In addition, sanctions regulations in Europe and the US have been extended.
Impact
Failure by our employees, suppliers or agents to comply with anti-corruption and bribery and sanctions legislation could result in substantial penalties, criminal prosecution and significant damage to our reputation. This could in turn impact our future revenue and cash flow, the extent of which would depend on the nature of the breach, the legislation concerned and any associated penalties. Allegations of corruption or bribery or violation of sanctions regulations could also lead to reputation and brand damage with investors, regulators and customers.
Supply chain
The integrity and continuity of our supply chain is critical to our operations. Our aim is to harness the capability, diversity and innovation of the global supply market to add value to our business and customers. We are committed to ensuring that all dealings with suppliers, from selection and consultation to contracting and payment, are conducted in accordance with our trading and ethical policies.
The failure of a critical third-party supplier to meet its obligations could cause significant harm to our business and the BT brand, as well as potentially impact our cost transformation and efficiency plans.

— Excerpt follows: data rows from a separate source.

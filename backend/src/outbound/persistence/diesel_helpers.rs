//! Error mapping shared by the Diesel repositories.

use diesel::result::{DatabaseErrorKind, Error as DieselError};
use tracing::debug;

/// Readable message from a Diesel error, with debug context.
pub fn map_diesel_error_message(error: &DieselError, operation: &str) -> String {
    let error_message = error.to_string();
    debug!(%error_message, %operation, "diesel operation failed");
    error_message
}

/// Whether the error is a dropped connection rather than a bad query.
pub fn is_connection_error(error: &DieselError) -> bool {
    matches!(
        error,
        DieselError::DatabaseError(DatabaseErrorKind::ClosedConnection, _)
            | DieselError::BrokenTransactionManager
    )
}

/// Whether the error means the spatial extension or its column is missing.
pub fn is_missing_spatial_support(error: &DieselError) -> bool {
    let DieselError::DatabaseError(_, info) = error else {
        return false;
    };
    let message = info.message().to_lowercase();
    message.contains("does not exist")
        && ["st_", "geography", "geom"]
            .iter()
            .any(|needle| message.contains(needle))
}

#[cfg(test)]
mod tests {
    use super::*;
    use rstest::rstest;

    #[rstest]
    fn non_database_errors_are_not_spatial() {
        assert!(!is_missing_spatial_support(&DieselError::NotFound));
        assert!(!is_connection_error(&DieselError::NotFound));
    }
}
//! Validation of incoming analysis requests.
//!
//! Everything here runs before any collaborator is touched; only
//! [`ErrorCode::InvalidInput`](super::ErrorCode::InvalidInput) escapes.

use std::collections::BTreeSet;

use serde::{Deserialize, Serialize};
use serde_json::json;

use super::category::FacilityCategory;
use super::coordinate::{Coordinate, OperatingBounds};
use super::route::TravelMode;
use super::strategy::AnalysisStrategy;
use super::Error;

/// Largest accepted search radius in metres.
pub const MAX_RADIUS_M: u32 = 50_000;
/// Radius used when the caller does not give one.
pub const DEFAULT_RADIUS_M: u32 = 5_000;

/// Unvalidated request as received from a caller.
#[derive(Debug, Clone, PartialEq, Serialize, Deserialize)]
pub struct AnalysisRequestInput {
    pub latitude: f64,
    pub longitude: f64,
    #[serde(default = "default_radius")]
    pub radius_m: u32,
    #[serde(default)]
    pub categories: Vec<String>,
    #[serde(default)]
    pub travel_mode: Option<String>,
}

fn default_radius() -> u32 {
    DEFAULT_RADIUS_M
}

impl AnalysisRequestInput {
    /// Request at a point with every other field defaulted.
    pub fn at(latitude: f64, longitude: f64) -> Self {
        Self {
            latitude,
            longitude,
            radius_m: DEFAULT_RADIUS_M,
            categories: Vec::new(),
            travel_mode: None,
        }
    }

    /// Replace the radius.
    pub fn with_radius(mut self, radius_m: u32) -> Self {
        self.radius_m = radius_m;
        self
    }

    /// Replace the category list.
    pub fn with_categories<I, S>(mut self, categories: I) -> Self
    where
        I: IntoIterator<Item = S>,
        S: Into<String>,
    {
        self.categories = categories.into_iter().map(Into::into).collect();
        self
    }

    /// Set the travel mode.
    pub fn with_travel_mode(mut self, mode: impl Into<String>) -> Self {
        self.travel_mode = Some(mode.into());
        self
    }
}

/// A request that passed validation.
#[derive(Debug, Clone, PartialEq)]
pub struct AnalysisRequest {
    pub coordinate: Coordinate,
    pub radius_m: u32,
    /// Never empty.
    pub categories: BTreeSet<FacilityCategory>,
    pub travel_mode: TravelMode,
}

impl AnalysisRequest {
    /// Validate `input` against the operating bounds and strategy defaults.
    pub fn validate(
        input: &AnalysisRequestInput,
        bounds: &OperatingBounds,
        strategy: &AnalysisStrategy,
    ) -> Result<Self, Error> {
        let coordinate = Coordinate::new(input.latitude, input.longitude)
            .map_err(|err| invalid("coordinate", err.to_string()))?;
        if !bounds.contains(&coordinate) {
            return Err(invalid(
                "coordinate",
                format!("coordinate {coordinate} lies outside the operating area ({bounds})"),
            ));
        }
        if !(1..=MAX_RADIUS_M).contains(&input.radius_m) {
            return Err(invalid(
                "radius_m",
                format!("radius must be between 1 and {MAX_RADIUS_M} metres"),
            ));
        }

        let mut categories = BTreeSet::new();
        for raw in &input.categories {
            let category: FacilityCategory = raw
                .parse()
                .map_err(|err: super::category::UnknownCategory| invalid("categories", err.to_string()))?;
            if category == FacilityCategory::Other {
                return Err(invalid("categories", "category `other` cannot be requested"));
            }
            categories.insert(category);
        }
        if categories.is_empty() {
            categories.extend(strategy.default_categories.iter().copied());
        }

        let travel_mode = match input.travel_mode.as_deref() {
            None => TravelMode::default(),
            Some(raw) => raw
                .parse()
                .map_err(|err: super::route::UnknownTravelMode| invalid("travel_mode", err.to_string()))?,
        };

        Ok(Self {
            coordinate,
            radius_m: input.radius_m,
            categories,
            travel_mode,
        })
    }
}

fn invalid(field: &str, message: impl Into<String>) -> Error {
    Error::invalid_input(message).with_details(json!({ "field": field }))
}

#[cfg(test)]
mod tests {
    //! Pre-flight validation rules.

    use super::*;
    use crate::domain::ErrorCode;
    use rstest::{fixture, rstest};

    #[fixture]
    fn strategy() -> AnalysisStrategy {
        AnalysisStrategy::balanced()
    }

    fn validate(input: AnalysisRequestInput, strategy: &AnalysisStrategy) -> Result<AnalysisRequest, Error> {
        AnalysisRequest::validate(&input, &OperatingBounds::sri_lanka(), strategy)
    }

    fn field(err: &Error) -> Option<&str> {
        err.details().and_then(|details| details["field"].as_str())
    }

    #[rstest]
    fn london_is_out_of_bounds(strategy: AnalysisStrategy) {
        let err = validate(AnalysisRequestInput::at(51.5074, -0.1278), &strategy).expect_err("outside");
        assert_eq!(err.code(), ErrorCode::InvalidInput);
        assert_eq!(field(&err), Some("coordinate"));
    }

    #[rstest]
    #[case(0)]
    #[case(50_001)]
    fn radius_must_be_in_range(strategy: AnalysisStrategy, #[case] radius: u32) {
        let input = AnalysisRequestInput::at(6.9271, 79.8612).with_radius(radius);
        let err = validate(input, &strategy).expect_err("bad radius");
        assert_eq!(field(&err), Some("radius_m"));
    }

    #[rstest]
    #[case(vec!["school", "spaceport"])]
    #[case(vec!["other"])]
    fn rejects_unknown_or_catch_all_categories(strategy: AnalysisStrategy, #[case] categories: Vec<&str>) {
        let input = AnalysisRequestInput::at(6.9271, 79.8612).with_categories(categories);
        let err = validate(input, &strategy).expect_err("bad category");
        assert_eq!(field(&err), Some("categories"));
    }

    #[rstest]
    fn empty_categories_use_strategy_defaults(strategy: AnalysisStrategy) {
        let request = validate(AnalysisRequestInput::at(6.9271, 79.8612), &strategy).expect("valid");
        assert_eq!(
            request.categories,
            strategy.default_categories.iter().copied().collect::<BTreeSet<_>>()
        );
        assert_eq!(request.travel_mode, TravelMode::Drive);
    }

    #[rstest]
    fn parses_categories_and_mode(strategy: AnalysisStrategy) {
        let input = AnalysisRequestInput::at(7.2906, 80.6337)
            .with_categories(["hospital", "school", "school"])
            .with_travel_mode("walk");
        let request = validate(input, &strategy).expect("valid");
        assert_eq!(
            request.categories,
            BTreeSet::from([FacilityCategory::School, FacilityCategory::Hospital])
        );
        assert_eq!(request.travel_mode, TravelMode::Walk);
    }

    #[rstest]
    fn rejects_unknown_mode(strategy: AnalysisStrategy) {
        let input = AnalysisRequestInput::at(7.2906, 80.6337).with_travel_mode("teleport");
        let err = validate(input, &strategy).expect_err("bad mode");
        assert_eq!(field(&err), Some("travel_mode"));
    }
}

Changes over the last year
Many suppliers continue to be impacted by the global economic downturn and as a result we have seen an increase in the number of suppliers suffering from financial distress. The downturn has also increased the risk of suppliers applying less focus on key areas such as business continuity management or corporate and social responsibility in an effort to reduce their costs.
Impact
Whilst the size of the impact from a supplier failure can vary, all supplier failures typically result in an increased cost to our business and have the potential to negatively impact the service we provide to customers. In many cases the cost associated with supplier failure is significant, particularly if it then results in us having to change technology. If we are unable to contract with an alternative supplier, our customer commitments could also be compromised, possibly leading to contractual breach, loss of revenue, penalties or increased costs.
A failure in our supply chain to meet legal obligations or ethical expectations could adversely impact our reputation or possibly lead to censure, legal action and financial loss.
ITEM 4. INFORMATION ON THE COMPANY
4.A History and development of the company
The information set forth under the headings:
| Our progress against our strategic priorities on page 7; |
| How we deliver our strategy on page 31; |
| Information for shareholders Background on page 178; |
| Group financial performance Capital expenditure on page 50; and |
| Group financial performance Capital management and funding policy on page 48 |
of the Annual Report 2013 is incorporated herein by reference.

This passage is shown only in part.